# The Lindblad Master Equation
In short: Many-body states in NetKet are stored in [big-endian format](https://en.wikipedia.org/wiki/Endianness#Bi-endianness), and that applies to super-operators too.
This means that, if the local basis of your Hilbert space is {code}`[0,1]`, the joint Hilbert space
composed of two sites will have 4 states, indexed in the following order: {code}`[00,01,10,11]`.
This format is called Big-Endian because increasing the first element in the array will increase the
index within the hilbert space more than increasing the last element in the array.
This format is also the most natural in row-column languages such as Python/Numpy, as opposed to Julia
and Fortran which are column-major.
It is the format that arises if you take the kronecker product with numpy.

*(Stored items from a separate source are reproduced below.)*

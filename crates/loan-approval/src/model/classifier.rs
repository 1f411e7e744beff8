use std::collections::BTreeMap;

use serde::{Deserialize, Serialize};

use super::{ensure_finite, ensure_width, Classifier, ModelError};

const COMPONENT: &str = "classifier";

fn default_classes() -> [i64; 2] {
    [0, 1]
}

/// Fitted classifier parameters as exported by the training pipeline.
#[derive(Debug, Clone, PartialEq, Serialize, Deserialize)]
#[serde(tag = "kind", rename_all = "snake_case")]
pub enum FittedClassifier {
    /// Binary logistic regression; picks `classes[1]` when the decision function is positive.
    LogisticRegression {
        coefficients: Vec<f64>,
        intercept: f64,
        #[serde(default = "default_classes")]
        classes: [i64; 2],
    },
    DecisionTree(DecisionTree),
    /// Majority vote over the member trees; ties go to the smallest label.
    RandomForest { trees: Vec<DecisionTree> },
}

/// Flat node array with the root at index 0. Children always sit after their parent.
#[derive(Debug, Clone, PartialEq, Serialize, Deserialize)]
pub struct DecisionTree {
    pub nodes: Vec<TreeNode>,
}

#[derive(Debug, Clone, PartialEq, Serialize, Deserialize)]
#[serde(tag = "type", rename_all = "snake_case")]
pub enum TreeNode {
    /// Rows with `row[feature] <= threshold` descend to `left`.
    Split {
        feature: usize,
        threshold: f64,
        left: usize,
        right: usize,
    },
    Leaf {
        label: i64,
    },
}

impl FittedClassifier {
    pub const fn kind(&self) -> &'static str {
        match self {
            FittedClassifier::LogisticRegression { .. } => "logistic_regression",
            FittedClassifier::DecisionTree(_) => "decision_tree",
            FittedClassifier::RandomForest { .. } => "random_forest",
        }
    }

    /// Check the parameters against the width of the bundle's feature list.
    pub(crate) fn validate(&self, n_features: usize) -> Result<(), ModelError> {
        match self {
            FittedClassifier::LogisticRegression {
                coefficients,
                intercept,
                ..
            } => {
                if coefficients.len() != n_features {
                    return Err(ModelError::DimensionMismatch {
                        component: COMPONENT,
                        expected: n_features,
                        found: coefficients.len(),
                    });
                }
                ensure_finite(COMPONENT, coefficients)?;
                ensure_finite(COMPONENT, &[*intercept])
            }
            FittedClassifier::DecisionTree(tree) => tree.validate(n_features),
            FittedClassifier::RandomForest { trees } => {
                if trees.is_empty() {
                    return Err(invalid("random forest has no trees"));
                }
                trees.iter().try_for_each(|tree| tree.validate(n_features))
            }
        }
    }
}

impl Classifier for FittedClassifier {
    fn n_features(&self) -> Option<usize> {
        match self {
            FittedClassifier::LogisticRegression { coefficients, .. } => Some(coefficients.len()),
            FittedClassifier::DecisionTree(_) | FittedClassifier::RandomForest { .. } => None,
        }
    }

    fn predict(&self, row: &[f64]) -> Result<i64, ModelError> {
        ensure_finite(COMPONENT, row)?;

        match self {
            FittedClassifier::LogisticRegression {
                coefficients,
                intercept,
                classes,
            } => {
                ensure_width(COMPONENT, coefficients.len(), row)?;
                let decision: f64 = coefficients
                    .iter()
                    .zip(row)
                    .map(|(weight, value)| weight * value)
                    .sum::<f64>()
                    + intercept;
                ensure_finite(COMPONENT, &[decision])?;
                Ok(if decision > 0.0 { classes[1] } else { classes[0] })
            }
            FittedClassifier::DecisionTree(tree) => tree.predict(row),
            FittedClassifier::RandomForest { trees } => {
                let mut votes: BTreeMap<i64, usize> = BTreeMap::new();
                for tree in trees {
                    *votes.entry(tree.predict(row)?).or_default() += 1;
                }

                let mut winner: Option<(i64, usize)> = None;
                for (label, count) in votes {
                    if winner.map_or(true, |(_, best)| count > best) {
                        winner = Some((label, count));
                    }
                }
                winner
                    .map(|(label, _)| label)
                    .ok_or_else(|| invalid("random forest has no trees"))
            }
        }
    }
}

impl DecisionTree {
    fn validate(&self, n_features: usize) -> Result<(), ModelError> {
        if self.nodes.is_empty() {
            return Err(invalid("decision tree has no nodes"));
        }

        for (index, node) in self.nodes.iter().enumerate() {
            if let TreeNode::Split {
                feature,
                threshold,
                left,
                right,
            } = node
            {
                if *feature >= n_features {
                    return Err(invalid(format!(
                        "node {index} splits on column {feature} but only {n_features} exist"
                    )));
                }
                if !threshold.is_finite() {
                    return Err(invalid(format!("node {index} has a non-finite threshold")));
                }
                for child in [*left, *right] {
                    if child <= index || child >= self.nodes.len() {
                        return Err(invalid(format!(
                            "node {index} points at invalid child {child}"
                        )));
                    }
                }
            }
        }

        Ok(())
    }

    fn predict(&self, row: &[f64]) -> Result<i64, ModelError> {
        let mut index = 0;
        loop {
            match self.nodes.get(index) {
                Some(TreeNode::Leaf { label }) => return Ok(*label),
                Some(TreeNode::Split {
                    feature,
                    threshold,
                    left,
                    right,
                }) => {
                    let value = row.get(*feature).ok_or(ModelError::DimensionMismatch {
                        component: COMPONENT,
                        expected: feature + 1,
                        found: row.len(),
                    })?;
                    let next = if value <= threshold { *left } else { *right };
                    if next <= index {
                        return Err(invalid(format!("node {index} loops back to {next}")));
                    }
                    index = next;
                }
                None => return Err(invalid(format!("tree walked off node {index}"))),
            }
        }
    }
}

fn invalid(detail: impl Into<String>) -> ModelError {
    ModelError::InvalidParameters {
        component: COMPONENT,
        detail: detail.into(),
    }
}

This same ordering is then used when representing operators, as they inherit the ordering of the hilbert
space along both of their dimensions.
## The Density Matrix and the Liouvillian
The lindblad master equation that is encoded in the liouvillian is:
$$
\mathcal{L} = -i \left[ \hat{H}, \hat{\rho}\right] + \sum_i \left[ \hat{L}_i\hat{\rho}\hat{L}_i^\dagger -
\left\{ \hat{L}_i^\dagger\hat{L}_i, \hat{\rho} \right\} \right]
$$
The liouvillian is a rank-4 tensor obtained by taking the kronecker product of
two objects in the operator-space, and one can again choose row-stacking or column-stacking
to represent it.
Qutip and QuantumOptics.jl both use column-stacking, the first for historical reasons (due to
their Matlab origins), the other to leverage the column-major nature of Julia. In NetKet 3 we
switched to a row-major (row-stacking) encoding as it is more natural in Python and it simplifies
working with operators.
For performance reasons we pack together the Unitary and anti-Unitary terms into a single
non hermitian Hamiltonian $\hat{H}_{nh}$, which allows us to rewrite the formula above as
That is then composed with the jump operators in the inner kernel with the formula:
$$
\mathcal{L} = -i \hat{H}_{nh}\hat{\rho} +i\hat{\rho}\hat{H}_{nh}^\dagger + \sum_i \hat{L}_i\hat{\rho}\hat{L}_i^\dagger
$$
Where $\hat{H}_{nh}$ is given by the formula:
$$
\hat{H}_{nh} = \hat{H} - \sum_i \frac{i}{2}\hat{L}_i^\dagger\hat{L}_i
$$
The row-stacked, matrix-representation of the Liouvillian is then given by the following formula:
$$
\hat{\mathcal{L}} = -i \hat{H}_{nh} \otimes \hat{I} + i \hat{I} \otimes \hat{H}_{nh}^\star + \sum_i \hat{L}_i\otimes\hat{L}_i^\star
$$
An intuitive derivation of the formula above can be had by trying to compute the connected elements of
$\langle \sigma | \hat{\mathcal{L}}(\hat{\rho})|\eta\rangle$ connecting to
$\langle x | \hat{\rho} | y \rangle$.
Alternatively, a formal derivation of the formula above is laid out by my fellow Fabrizio in the appendix
A1 of [this article](https://arxiv.org/pdf/1909.11619.pdf#page=16).
## Computing Observables
Expectation values of operators can be computed on a mixed state according to the well known formula
$$
\langle \hat{O} \rangle &= \mathrm{Tr}[\hat{O}\hat{\rho}] \\ &= \sum_{\sigma,\eta} \langle \sigma | \hat{O} |\eta\rangle \langle\eta |\hat{\rho} |\sigma \rangle \\ & = \sum_{\sigma,\eta} \frac{\langle \sigma | \hat{\rho} | \sigma\rangle}{\langle \sigma | \hat{\rho} | \sigma\rangle}\langle \sigma | \hat{O} |\eta\rangle \langle\eta |\hat{\rho} |\sigma \rangle\\ &= \sum_{\sigma} \langle \sigma | \hat{\rho} | \sigma\rangle \left(\sum_\eta \langle \sigma | \hat{O} |\eta\rangle \frac{\langle\eta |\hat{\rho} |\sigma \rangle}{\langle \sigma | \hat{\rho} | \sigma\rangle}\right)
$$
And since the diagonal elements of the density matrix are positive, real and normalized to 1, they form a well defined probability distribution that we can sample and use to estimate observables.
The only downside of this approach is that the Markov-Chain that is needed to sample the diagonal elements
is not the same as the one that can be used to sample the whole density matrix, which is used during optimization of the steady-state.